Dataset extract ->
○ ○ ○ ○ ○ ○ ○

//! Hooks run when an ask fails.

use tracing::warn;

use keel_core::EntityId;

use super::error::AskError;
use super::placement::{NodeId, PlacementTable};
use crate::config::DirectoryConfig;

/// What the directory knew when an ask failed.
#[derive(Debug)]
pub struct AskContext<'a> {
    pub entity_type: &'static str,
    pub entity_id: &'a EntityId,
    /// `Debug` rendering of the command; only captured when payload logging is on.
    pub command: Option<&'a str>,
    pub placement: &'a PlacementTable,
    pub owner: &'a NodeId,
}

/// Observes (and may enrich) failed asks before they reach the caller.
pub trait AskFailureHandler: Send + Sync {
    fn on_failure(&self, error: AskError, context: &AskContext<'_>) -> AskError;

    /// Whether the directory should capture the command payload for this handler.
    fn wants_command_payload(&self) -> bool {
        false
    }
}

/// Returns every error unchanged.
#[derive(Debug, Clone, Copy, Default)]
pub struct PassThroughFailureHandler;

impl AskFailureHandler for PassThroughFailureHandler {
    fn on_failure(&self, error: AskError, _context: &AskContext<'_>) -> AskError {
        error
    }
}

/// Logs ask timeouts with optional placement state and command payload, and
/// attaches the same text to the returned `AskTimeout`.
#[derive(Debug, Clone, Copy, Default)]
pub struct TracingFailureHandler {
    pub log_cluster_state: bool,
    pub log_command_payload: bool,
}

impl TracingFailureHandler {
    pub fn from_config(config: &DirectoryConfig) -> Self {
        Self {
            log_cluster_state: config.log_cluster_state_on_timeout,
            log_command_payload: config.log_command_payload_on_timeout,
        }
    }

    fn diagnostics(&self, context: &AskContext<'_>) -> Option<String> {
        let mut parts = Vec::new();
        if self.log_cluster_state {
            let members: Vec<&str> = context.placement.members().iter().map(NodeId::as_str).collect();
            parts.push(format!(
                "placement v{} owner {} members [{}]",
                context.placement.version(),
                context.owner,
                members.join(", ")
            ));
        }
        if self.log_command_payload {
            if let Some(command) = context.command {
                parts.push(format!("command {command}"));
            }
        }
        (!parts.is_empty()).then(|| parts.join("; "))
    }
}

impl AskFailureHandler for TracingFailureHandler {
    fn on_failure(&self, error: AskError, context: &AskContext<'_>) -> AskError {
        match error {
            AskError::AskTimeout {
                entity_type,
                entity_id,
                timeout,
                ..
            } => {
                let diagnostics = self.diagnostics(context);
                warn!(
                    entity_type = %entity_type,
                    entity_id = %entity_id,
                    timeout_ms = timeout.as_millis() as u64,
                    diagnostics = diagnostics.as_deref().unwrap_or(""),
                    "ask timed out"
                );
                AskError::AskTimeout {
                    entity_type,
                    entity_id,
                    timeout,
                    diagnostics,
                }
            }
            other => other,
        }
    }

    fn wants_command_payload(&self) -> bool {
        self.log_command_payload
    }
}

○ ○ ○ ○ ○ ○ ○

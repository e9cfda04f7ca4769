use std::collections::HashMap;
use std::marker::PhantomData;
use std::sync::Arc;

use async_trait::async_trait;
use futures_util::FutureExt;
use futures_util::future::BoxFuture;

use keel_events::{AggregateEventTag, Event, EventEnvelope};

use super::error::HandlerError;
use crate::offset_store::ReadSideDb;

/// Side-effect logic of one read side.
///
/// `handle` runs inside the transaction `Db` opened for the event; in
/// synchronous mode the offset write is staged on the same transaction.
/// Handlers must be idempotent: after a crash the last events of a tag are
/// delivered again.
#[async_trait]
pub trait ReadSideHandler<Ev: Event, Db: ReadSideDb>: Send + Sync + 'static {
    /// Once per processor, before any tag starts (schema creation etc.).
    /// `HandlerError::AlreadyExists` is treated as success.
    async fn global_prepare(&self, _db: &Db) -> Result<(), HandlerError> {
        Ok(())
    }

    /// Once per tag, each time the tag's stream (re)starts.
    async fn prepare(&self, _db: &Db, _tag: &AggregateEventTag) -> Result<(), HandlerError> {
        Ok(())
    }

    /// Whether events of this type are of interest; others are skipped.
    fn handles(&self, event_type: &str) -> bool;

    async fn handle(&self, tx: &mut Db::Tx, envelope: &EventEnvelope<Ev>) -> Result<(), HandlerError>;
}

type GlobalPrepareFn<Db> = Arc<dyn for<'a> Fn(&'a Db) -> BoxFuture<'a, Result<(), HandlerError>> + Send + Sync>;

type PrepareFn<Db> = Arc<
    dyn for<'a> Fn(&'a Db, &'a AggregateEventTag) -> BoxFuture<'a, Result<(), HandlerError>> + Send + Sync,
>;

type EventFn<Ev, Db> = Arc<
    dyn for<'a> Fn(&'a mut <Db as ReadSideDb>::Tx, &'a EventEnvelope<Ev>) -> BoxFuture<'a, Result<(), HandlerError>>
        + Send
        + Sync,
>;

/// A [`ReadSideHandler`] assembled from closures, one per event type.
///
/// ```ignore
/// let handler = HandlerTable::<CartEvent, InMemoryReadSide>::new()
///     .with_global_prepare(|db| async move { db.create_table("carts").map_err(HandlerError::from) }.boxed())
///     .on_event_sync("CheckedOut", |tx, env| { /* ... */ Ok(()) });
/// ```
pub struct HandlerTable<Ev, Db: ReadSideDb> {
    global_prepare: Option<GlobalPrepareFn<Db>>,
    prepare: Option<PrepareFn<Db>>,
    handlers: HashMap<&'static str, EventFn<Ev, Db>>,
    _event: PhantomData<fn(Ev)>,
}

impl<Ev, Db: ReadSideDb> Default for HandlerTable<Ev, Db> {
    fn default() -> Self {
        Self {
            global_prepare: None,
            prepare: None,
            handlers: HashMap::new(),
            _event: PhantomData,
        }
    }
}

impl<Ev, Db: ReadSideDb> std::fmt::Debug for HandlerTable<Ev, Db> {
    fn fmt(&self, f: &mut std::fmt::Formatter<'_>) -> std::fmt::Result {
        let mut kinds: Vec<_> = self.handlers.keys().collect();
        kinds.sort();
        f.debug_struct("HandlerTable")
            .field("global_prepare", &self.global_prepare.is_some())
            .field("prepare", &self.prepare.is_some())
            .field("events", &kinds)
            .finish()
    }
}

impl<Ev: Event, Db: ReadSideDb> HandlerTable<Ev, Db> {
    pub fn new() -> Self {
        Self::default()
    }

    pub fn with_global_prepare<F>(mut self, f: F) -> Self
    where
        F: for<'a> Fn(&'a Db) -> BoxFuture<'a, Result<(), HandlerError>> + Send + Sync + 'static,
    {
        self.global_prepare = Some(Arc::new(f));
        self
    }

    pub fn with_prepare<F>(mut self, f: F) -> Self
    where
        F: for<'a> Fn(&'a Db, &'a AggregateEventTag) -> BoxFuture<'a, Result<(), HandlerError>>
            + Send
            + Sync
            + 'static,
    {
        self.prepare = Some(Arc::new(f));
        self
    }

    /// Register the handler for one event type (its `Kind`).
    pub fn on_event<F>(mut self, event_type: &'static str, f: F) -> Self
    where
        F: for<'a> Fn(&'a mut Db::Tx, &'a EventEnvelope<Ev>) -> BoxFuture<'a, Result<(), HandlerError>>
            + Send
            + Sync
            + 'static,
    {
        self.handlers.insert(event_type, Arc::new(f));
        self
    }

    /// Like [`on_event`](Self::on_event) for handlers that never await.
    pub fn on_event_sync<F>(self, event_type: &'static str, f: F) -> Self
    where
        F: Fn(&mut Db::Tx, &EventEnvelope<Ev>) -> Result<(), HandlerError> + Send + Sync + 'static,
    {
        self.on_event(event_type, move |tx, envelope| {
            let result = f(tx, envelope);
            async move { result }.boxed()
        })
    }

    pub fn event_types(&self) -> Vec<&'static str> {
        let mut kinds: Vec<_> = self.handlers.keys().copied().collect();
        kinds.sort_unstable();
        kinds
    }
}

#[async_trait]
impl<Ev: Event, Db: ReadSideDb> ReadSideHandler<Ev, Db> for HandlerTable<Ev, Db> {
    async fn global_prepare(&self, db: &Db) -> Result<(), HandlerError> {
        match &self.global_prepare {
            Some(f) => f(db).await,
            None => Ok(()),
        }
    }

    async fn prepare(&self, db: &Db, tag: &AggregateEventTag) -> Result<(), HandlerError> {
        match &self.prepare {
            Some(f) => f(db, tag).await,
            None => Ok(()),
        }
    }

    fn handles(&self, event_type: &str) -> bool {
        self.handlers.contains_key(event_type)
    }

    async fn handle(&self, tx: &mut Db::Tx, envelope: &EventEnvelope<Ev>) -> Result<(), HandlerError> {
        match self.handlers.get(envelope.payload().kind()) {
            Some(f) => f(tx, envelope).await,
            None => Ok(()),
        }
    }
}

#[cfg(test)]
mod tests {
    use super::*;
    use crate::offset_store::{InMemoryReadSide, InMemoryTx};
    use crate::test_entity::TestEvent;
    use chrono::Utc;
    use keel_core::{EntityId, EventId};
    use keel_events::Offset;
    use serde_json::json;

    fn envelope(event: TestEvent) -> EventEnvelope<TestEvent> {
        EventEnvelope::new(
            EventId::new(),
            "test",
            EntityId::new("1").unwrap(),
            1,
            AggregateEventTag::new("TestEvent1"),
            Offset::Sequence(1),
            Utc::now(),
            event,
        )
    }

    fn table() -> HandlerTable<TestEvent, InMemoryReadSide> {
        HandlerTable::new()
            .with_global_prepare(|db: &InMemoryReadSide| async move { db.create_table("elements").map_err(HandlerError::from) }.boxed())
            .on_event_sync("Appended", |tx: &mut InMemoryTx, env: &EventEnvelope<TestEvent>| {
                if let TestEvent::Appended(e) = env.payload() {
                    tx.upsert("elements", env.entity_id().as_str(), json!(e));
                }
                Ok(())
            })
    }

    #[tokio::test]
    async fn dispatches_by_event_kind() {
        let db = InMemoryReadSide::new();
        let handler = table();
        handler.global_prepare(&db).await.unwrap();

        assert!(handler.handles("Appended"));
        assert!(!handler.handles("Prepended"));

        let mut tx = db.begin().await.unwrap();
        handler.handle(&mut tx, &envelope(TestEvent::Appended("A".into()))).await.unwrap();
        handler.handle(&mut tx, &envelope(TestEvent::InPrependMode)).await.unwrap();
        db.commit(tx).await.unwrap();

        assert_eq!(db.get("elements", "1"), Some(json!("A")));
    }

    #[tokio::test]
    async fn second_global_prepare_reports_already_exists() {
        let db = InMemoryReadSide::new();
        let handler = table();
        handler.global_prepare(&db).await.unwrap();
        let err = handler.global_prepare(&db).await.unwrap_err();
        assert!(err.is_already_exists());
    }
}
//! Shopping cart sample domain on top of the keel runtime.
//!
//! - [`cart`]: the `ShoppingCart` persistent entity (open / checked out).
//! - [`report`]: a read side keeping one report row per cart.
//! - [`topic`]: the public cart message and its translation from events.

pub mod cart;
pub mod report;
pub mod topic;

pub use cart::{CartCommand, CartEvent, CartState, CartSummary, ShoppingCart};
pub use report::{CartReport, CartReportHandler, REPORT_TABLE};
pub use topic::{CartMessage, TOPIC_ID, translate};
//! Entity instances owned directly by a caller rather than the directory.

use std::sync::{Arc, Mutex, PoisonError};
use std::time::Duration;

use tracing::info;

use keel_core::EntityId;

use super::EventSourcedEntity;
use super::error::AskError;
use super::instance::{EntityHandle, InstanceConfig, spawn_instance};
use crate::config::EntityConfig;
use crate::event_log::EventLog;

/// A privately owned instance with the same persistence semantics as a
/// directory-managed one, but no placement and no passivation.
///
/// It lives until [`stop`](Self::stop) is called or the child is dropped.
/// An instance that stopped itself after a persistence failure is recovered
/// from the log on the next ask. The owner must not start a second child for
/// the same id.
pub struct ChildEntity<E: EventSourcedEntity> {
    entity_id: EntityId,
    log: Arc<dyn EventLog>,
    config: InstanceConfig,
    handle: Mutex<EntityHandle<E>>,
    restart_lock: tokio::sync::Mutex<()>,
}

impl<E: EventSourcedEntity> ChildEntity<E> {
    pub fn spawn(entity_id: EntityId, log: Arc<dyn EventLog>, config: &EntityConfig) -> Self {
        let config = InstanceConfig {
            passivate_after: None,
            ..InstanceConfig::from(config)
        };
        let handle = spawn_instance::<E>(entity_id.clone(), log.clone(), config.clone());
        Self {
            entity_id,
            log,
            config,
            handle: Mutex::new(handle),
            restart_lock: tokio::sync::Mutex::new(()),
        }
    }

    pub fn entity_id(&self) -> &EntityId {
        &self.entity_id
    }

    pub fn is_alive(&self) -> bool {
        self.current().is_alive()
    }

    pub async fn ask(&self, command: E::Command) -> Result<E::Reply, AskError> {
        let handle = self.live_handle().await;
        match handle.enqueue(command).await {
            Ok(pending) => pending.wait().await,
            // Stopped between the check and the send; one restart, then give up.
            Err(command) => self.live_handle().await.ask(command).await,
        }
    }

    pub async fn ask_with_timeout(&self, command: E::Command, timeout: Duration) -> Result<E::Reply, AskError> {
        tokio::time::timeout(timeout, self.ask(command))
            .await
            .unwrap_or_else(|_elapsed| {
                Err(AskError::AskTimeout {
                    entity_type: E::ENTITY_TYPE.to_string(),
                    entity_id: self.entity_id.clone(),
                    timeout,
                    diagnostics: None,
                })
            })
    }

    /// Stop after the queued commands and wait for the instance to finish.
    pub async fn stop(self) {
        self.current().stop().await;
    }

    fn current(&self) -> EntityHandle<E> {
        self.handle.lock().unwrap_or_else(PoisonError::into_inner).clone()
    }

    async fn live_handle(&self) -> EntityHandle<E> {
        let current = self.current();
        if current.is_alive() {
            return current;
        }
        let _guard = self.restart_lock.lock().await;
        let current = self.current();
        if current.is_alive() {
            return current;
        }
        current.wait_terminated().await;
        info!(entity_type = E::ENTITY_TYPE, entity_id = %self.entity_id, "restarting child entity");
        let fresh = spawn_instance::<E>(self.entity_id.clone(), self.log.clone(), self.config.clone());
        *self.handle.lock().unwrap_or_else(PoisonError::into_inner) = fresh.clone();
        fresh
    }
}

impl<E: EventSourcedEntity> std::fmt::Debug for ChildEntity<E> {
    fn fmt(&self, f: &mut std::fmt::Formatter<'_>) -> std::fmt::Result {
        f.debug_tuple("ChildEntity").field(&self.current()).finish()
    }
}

○ ○ ○ ○ ○ ○ ○

Assignment -> Using the records above, pull out each line where the word "kinds" occurs.

Written reply ->
        let mut kinds: Vec<_> = self.handlers.keys().collect();
        kinds.sort();
            .field("events", &kinds)
        let mut kinds: Vec<_> = self.handlers.keys().copied().collect();
        kinds.sort_unstable();
        kinds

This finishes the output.